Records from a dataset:
-- -- --
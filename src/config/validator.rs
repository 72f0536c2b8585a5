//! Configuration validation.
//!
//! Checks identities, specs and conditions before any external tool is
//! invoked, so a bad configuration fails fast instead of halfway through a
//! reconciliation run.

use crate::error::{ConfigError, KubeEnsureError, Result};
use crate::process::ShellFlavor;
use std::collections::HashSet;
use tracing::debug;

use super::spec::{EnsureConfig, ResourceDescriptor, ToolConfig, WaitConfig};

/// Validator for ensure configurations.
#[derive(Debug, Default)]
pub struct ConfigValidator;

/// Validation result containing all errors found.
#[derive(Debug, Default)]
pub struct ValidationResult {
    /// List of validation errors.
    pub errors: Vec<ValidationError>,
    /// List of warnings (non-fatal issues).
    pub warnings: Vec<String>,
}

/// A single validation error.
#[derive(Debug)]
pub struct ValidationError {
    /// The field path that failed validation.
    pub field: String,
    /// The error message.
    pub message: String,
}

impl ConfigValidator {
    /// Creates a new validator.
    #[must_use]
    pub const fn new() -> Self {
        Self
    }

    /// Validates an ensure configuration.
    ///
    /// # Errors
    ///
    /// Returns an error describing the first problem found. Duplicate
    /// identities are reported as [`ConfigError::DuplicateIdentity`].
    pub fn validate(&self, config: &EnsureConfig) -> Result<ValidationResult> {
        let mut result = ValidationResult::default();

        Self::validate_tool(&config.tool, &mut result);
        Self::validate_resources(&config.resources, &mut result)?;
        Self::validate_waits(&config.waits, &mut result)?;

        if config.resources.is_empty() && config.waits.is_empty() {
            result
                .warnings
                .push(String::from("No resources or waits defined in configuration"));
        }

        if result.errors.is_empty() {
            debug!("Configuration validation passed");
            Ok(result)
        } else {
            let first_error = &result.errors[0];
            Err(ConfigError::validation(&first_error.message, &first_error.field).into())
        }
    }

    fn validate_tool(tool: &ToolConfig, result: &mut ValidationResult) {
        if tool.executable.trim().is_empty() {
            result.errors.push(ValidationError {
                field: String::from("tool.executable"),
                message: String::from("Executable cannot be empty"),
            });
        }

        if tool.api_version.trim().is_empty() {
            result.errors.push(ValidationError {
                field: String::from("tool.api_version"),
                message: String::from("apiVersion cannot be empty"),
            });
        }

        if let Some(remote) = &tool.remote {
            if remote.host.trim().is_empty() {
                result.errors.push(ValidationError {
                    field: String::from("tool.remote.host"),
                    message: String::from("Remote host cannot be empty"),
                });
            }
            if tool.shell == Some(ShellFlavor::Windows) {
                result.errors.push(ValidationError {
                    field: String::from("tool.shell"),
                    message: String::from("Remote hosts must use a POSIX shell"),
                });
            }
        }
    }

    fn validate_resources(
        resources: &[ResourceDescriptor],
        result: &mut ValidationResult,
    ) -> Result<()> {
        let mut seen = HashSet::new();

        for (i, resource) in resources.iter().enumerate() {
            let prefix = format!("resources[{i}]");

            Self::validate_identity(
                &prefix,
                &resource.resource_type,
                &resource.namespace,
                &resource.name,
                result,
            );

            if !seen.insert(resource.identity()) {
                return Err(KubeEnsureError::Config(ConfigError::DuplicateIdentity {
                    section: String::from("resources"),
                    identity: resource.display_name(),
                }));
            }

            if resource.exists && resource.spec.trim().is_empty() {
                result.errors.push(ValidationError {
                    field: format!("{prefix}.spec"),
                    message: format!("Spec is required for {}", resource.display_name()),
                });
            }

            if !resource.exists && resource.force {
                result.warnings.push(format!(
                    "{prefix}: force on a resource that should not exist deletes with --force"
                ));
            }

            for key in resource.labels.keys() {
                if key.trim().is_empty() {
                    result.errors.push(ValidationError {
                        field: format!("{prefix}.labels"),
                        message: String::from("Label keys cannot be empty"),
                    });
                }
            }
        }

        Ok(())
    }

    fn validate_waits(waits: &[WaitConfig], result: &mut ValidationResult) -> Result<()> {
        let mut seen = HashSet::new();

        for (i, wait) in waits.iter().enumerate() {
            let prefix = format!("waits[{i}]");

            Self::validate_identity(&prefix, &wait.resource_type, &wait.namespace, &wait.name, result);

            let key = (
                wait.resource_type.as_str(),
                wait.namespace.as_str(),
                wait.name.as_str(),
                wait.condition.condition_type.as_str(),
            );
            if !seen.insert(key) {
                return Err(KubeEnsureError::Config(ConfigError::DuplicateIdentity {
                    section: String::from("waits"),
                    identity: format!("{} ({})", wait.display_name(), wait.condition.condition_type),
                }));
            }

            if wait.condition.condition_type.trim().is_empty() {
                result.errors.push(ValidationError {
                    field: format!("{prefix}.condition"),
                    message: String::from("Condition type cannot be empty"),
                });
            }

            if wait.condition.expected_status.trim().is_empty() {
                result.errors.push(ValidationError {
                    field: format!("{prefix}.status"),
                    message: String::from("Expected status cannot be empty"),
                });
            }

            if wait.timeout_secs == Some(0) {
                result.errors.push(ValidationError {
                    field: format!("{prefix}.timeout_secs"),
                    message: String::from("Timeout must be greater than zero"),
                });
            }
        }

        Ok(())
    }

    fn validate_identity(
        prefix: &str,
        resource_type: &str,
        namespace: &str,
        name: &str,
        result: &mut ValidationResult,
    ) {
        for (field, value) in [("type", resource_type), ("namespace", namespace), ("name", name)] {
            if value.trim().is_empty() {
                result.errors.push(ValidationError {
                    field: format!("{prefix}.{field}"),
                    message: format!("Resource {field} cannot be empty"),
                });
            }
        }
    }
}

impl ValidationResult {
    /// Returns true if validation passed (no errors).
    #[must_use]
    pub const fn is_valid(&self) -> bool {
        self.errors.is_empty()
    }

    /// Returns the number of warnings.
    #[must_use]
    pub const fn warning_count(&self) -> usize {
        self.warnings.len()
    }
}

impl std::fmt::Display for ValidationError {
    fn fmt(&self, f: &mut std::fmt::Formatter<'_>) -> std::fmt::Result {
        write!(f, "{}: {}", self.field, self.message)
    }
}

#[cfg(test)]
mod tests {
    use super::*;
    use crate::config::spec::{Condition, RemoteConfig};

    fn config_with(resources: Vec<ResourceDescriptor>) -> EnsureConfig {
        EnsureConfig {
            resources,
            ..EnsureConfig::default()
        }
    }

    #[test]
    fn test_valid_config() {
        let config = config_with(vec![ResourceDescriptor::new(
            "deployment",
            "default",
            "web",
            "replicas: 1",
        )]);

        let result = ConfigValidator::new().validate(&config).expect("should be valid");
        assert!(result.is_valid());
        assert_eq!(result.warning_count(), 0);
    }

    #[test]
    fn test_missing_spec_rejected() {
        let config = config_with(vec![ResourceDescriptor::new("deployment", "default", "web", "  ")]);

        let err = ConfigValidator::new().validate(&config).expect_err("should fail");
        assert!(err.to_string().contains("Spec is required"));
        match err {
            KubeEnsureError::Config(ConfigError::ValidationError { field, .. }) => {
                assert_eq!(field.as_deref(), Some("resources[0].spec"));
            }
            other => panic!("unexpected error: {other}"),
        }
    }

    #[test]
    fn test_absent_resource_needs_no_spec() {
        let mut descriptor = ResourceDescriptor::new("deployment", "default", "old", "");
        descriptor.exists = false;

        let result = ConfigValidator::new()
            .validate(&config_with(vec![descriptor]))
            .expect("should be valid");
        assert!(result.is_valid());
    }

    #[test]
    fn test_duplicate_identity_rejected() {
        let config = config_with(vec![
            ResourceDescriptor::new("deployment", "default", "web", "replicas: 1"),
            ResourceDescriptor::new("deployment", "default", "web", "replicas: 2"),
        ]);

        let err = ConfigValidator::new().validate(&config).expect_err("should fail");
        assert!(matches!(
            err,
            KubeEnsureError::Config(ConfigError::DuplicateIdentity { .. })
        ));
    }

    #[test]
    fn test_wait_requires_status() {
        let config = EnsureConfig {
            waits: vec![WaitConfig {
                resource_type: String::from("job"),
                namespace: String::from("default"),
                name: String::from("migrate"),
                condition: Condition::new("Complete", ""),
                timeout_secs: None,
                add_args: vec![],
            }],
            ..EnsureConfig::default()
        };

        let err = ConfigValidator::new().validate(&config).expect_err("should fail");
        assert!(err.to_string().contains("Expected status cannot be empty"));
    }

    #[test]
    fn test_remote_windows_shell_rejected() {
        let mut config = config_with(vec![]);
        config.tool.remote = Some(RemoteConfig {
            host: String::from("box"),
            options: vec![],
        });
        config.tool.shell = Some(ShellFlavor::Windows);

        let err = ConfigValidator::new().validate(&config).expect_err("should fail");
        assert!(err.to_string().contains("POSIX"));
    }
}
-- -- --
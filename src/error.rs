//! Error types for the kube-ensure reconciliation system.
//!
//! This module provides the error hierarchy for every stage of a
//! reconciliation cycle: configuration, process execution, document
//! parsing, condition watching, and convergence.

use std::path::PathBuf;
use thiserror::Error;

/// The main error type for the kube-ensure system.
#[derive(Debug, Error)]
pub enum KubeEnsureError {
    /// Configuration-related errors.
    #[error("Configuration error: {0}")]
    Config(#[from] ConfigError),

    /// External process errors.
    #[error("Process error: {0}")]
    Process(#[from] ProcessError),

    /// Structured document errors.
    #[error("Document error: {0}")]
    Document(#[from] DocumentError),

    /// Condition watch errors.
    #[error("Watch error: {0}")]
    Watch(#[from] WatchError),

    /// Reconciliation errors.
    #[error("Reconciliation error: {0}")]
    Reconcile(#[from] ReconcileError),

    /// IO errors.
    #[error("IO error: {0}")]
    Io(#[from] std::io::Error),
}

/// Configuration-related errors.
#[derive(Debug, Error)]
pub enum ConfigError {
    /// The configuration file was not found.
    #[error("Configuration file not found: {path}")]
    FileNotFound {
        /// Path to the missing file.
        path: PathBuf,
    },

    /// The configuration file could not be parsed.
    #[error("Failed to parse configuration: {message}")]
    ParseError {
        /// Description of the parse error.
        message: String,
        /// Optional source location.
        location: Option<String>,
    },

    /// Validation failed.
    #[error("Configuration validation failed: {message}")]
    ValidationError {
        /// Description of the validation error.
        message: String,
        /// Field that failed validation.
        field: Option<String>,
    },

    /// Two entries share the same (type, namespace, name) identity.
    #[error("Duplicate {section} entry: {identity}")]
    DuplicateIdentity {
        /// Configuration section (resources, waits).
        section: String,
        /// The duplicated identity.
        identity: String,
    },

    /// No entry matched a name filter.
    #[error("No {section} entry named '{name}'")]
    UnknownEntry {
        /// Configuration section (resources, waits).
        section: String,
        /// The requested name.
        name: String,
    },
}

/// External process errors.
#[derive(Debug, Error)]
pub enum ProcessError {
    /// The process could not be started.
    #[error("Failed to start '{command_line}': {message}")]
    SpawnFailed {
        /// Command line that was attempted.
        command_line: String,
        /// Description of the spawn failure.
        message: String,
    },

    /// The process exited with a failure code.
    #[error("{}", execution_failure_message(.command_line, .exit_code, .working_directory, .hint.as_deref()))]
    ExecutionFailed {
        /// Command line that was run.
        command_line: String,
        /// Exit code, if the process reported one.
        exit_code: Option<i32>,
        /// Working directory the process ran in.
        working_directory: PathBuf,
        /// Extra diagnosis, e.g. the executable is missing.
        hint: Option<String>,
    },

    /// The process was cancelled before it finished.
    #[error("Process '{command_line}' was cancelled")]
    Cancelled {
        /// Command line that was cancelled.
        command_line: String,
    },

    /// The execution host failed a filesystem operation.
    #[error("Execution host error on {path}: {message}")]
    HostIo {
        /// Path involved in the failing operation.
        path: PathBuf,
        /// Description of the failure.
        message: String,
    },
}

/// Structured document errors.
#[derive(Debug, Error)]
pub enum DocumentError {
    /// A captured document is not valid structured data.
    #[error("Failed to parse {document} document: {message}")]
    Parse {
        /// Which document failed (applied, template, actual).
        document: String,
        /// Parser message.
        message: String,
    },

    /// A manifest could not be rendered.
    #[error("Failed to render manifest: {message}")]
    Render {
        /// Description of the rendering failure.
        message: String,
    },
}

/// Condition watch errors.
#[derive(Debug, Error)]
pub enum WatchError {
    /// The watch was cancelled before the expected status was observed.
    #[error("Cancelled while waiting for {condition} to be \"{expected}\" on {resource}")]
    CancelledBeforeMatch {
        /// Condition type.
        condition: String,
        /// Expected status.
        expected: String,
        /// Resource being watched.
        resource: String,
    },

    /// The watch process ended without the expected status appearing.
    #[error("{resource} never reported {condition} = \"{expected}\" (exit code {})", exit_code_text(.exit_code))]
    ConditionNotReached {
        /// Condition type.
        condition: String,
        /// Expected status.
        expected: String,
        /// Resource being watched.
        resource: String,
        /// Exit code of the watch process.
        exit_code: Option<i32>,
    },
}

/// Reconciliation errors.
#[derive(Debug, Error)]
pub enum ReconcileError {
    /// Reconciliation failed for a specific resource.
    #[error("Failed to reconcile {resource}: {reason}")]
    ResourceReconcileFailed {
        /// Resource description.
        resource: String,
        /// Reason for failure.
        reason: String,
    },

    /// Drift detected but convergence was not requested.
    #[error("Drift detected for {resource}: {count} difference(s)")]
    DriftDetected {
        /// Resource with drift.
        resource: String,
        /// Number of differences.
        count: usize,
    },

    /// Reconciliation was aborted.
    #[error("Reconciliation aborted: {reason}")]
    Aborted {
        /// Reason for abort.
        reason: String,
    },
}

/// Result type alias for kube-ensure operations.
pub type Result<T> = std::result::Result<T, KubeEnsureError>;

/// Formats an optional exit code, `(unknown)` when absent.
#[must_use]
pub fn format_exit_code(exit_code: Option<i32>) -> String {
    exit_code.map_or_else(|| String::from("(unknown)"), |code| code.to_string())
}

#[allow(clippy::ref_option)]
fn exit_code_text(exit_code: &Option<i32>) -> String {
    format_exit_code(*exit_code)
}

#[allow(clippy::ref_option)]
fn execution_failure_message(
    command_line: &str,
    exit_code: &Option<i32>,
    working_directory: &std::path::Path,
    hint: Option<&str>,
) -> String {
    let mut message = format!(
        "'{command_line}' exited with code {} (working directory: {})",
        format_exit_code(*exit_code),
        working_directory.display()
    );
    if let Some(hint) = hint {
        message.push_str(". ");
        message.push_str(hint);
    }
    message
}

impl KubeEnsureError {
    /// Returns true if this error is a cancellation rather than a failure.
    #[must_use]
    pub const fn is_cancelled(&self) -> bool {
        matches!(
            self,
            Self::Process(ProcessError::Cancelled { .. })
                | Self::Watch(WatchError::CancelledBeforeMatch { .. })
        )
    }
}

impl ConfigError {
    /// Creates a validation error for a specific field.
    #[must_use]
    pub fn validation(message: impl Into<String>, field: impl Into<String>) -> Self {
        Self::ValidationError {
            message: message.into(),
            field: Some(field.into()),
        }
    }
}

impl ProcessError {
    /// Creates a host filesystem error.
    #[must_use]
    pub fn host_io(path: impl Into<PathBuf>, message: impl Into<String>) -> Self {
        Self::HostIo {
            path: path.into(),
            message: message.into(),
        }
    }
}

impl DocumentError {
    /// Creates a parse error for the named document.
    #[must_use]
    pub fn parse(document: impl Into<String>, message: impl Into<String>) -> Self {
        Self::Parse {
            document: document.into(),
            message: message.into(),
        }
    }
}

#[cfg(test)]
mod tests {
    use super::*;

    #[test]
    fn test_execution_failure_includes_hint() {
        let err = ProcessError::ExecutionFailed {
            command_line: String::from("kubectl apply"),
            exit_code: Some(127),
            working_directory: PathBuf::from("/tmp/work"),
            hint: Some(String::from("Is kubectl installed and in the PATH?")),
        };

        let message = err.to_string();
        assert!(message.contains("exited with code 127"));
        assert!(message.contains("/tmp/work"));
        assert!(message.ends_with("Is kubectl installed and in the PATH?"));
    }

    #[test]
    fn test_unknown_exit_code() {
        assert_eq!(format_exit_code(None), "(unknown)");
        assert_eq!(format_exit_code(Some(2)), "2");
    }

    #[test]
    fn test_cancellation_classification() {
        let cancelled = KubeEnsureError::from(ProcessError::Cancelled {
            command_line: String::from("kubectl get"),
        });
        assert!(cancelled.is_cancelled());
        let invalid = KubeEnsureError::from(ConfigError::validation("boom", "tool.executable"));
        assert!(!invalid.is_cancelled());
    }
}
-- -- --
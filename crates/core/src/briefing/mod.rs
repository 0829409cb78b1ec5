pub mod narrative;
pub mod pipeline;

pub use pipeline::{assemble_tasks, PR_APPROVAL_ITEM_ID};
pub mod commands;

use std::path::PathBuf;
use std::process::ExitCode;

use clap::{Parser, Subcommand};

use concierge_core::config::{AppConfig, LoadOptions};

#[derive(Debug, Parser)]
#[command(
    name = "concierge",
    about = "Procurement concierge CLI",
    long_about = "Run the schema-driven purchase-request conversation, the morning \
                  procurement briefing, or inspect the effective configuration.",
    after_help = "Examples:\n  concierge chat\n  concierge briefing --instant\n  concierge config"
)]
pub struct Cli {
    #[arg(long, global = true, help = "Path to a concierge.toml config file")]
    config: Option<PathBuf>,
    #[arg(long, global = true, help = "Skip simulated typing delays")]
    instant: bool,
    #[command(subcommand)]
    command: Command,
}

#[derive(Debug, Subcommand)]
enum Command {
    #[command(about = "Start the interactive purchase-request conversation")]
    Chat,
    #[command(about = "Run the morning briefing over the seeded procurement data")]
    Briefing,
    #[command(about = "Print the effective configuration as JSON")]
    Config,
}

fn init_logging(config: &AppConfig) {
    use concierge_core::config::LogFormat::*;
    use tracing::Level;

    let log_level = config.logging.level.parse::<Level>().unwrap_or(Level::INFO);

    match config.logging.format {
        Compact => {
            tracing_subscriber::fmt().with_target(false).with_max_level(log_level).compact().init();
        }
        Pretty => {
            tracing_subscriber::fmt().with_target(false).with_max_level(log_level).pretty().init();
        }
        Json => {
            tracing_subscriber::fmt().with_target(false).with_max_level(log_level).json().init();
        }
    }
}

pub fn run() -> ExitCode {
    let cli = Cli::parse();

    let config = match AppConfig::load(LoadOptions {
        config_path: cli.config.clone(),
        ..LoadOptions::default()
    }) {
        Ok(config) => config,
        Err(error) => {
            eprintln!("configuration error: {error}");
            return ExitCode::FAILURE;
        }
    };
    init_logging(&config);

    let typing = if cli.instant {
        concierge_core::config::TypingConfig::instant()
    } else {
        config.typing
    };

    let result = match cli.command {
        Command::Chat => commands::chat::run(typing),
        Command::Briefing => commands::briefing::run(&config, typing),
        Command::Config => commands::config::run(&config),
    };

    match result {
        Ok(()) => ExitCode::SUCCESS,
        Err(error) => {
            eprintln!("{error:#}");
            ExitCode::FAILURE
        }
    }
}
-- -- --
* WHAT IS REQUIRED: Find the word "that" in the entries and show each line where it is found.

* TASK ANSWER:
    /// The field path that failed validation.
                    "{prefix}: force on a resource that should not exist deletes with --force"
        /// Field that failed validation.
        /// Command line that was attempted.
        /// Command line that was run.
        /// Command line that was cancelled.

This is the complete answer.